Bunların hiç birinin önemi yok, çünkü KKTC halkının ezici bir çoğunluğunun, görüşmecisinin, hükümetin ve muhalefetin büyük bir bölümünün Türkiyesiz Kıbrıs sorununun çözülemeyeceğini bilenler ve idrak edenler olduğu için, şimdilik görüşmelerin gidişatında tedirgin olunmaması gerektiği de ortaya çıkmış oldu.
Biz bir kez daha bu süreçte toplum olarak Cumhurbaşkanı Talat’ın arkasında olunmasını gerektiğinin altını çizmek istiyoruz.
Çünkü Sayın Talat da bunun işaretlerini verdi ve eleştiriye her zaman açık olduğunu ifade ederken, ancak yapılacak eleştirilerin yıkıcı değil yapıcı olmasının önemine de dikkat çekti!
Şunda görüşmelerde bizi temsil eden sayın Talat’a inanmak ve ona destek olmaktan öte bir şey yapılmaz, yapılırsa da iyi niyetle bağdaşmaz!
…
Dün Anavatan Türkiye Cumhuriyeti’nin kuruluşunun 85’nci yılını idrak ettik!
Osmanlı dönemine, sonra ülkenin başka devletlere peşkeş çekilmesine ve ardından Kurtuluş Savaşına, verilen mücadeleye, kıtlık ve yokluk yıllarına bir bakın hele!
Türkiye Cumhuriyeti bu günlere gelinceye kadar nasıl badireler atlatmış…
Türkiye şu anda bile tam düzlüğe çıkamamışlığına, sınırlarının dört bir yanında ki sorunlarına rağmen eskisinden çok daha güçlü ve sözü dinlenir bir devlet olduğunu her alanda gösteriyor ve gelecek için de umut veriyor!
Onca sorun ve baş ağrısına rağmen yıllardan beridir yavru olarak gördüğü KKTC’yi de gerçek bir ana şefkati ile kucaklaması, maddi manevi her konuda destek olması ve desteğin hiçbir zaman son bulmayacağının mesajlarının verilmesi bile insanın yüreğine su serpiyor, güven veriyor!
Biz de ise hala Türkiye’nin adada işgalci olduğunu söyleyenler var…
Aynı Rum kesimindeki yönetimlerdeki insanların düşündüğü gibi!
Türkiye’nin adada etkisizleştirilmesi için perde gerisinde öyle iğrenç oyunlar oynanıyor ve içimizdeki bazıları da buna maşa ediliyor ki, insanın aklı mantığı almıyor.
Yaşanan tüm sıkıntı ve sorunlara rağmen, insanımız bir şekilde refah bir ortamda yaşamını sürdürüyor ve bunun ardında da Türkiye’nin şefkat ve sevgi göstergesi var…
Türkiye Cumhuriyeti’nin 85’nci kuruluş yıldönümünü en içten duygularla kutluyor ve ana-yavru ilişkisinin hiçbir zaman bitmemesi, bitirilmemesi için tüm insanımızı milli ve manevi değerlerde buluşmaya çağırıyoruz…
Komşuda pişenler;
“Açık çek vermiyoruz”
“…DİSİ’yi endişelendiren şey, Cumhurbaşkanı Hristofyas’ın belirsiz politikasıdır.
DİSİ Başkanı ‘Politis’ gazetesine yaptığı açıklamada, ‘bazı kişiler DİSİ’nin sorumlu ve vatansever tutumunu zayıflık olarak algılamasınlar.
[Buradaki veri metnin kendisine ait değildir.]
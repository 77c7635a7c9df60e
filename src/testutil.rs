use crate::board::FixedBoard;

pub(crate) type Board5 = FixedBoard<5, 5>;

pub(crate) fn sample_5x5() -> Board5 {
    FixedBoard::from_rows([
        [0, 1, 2, 3, 4],
        [5, 6, 7, 0, 1],
        [2, 3, 4, 5, 6],
        [7, 0, 1, 2, 3],
        [4, 5, 6, 7, 0],
    ])
}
Biz tüm iyi niyetimizle Cumhurbaşkanını destekliyoruz. Ancak saygı istiyoruz. Eleştiri yapmak istersek söyleyecek çok şeyimiz var, ancak öncelikli olan şey partimiz değil, vatanımızdır’ şeklinde konuştu.
Garantiler konusu ve Nikos Anastasiadis aleyhinde yapılan koordineli saldırılar, DİSİ’nin, Hristofyas’ın çıkmaza oynadığı yönündeki görüşlerini güçlendirdi. DİSİ, Ulusal Birlik Partisi ile görüşmesinden sonra zamanın tehlikeli bir şekilde tükendiği ve taktikler için marj olmadığı yönünde uyarıda bulundu.”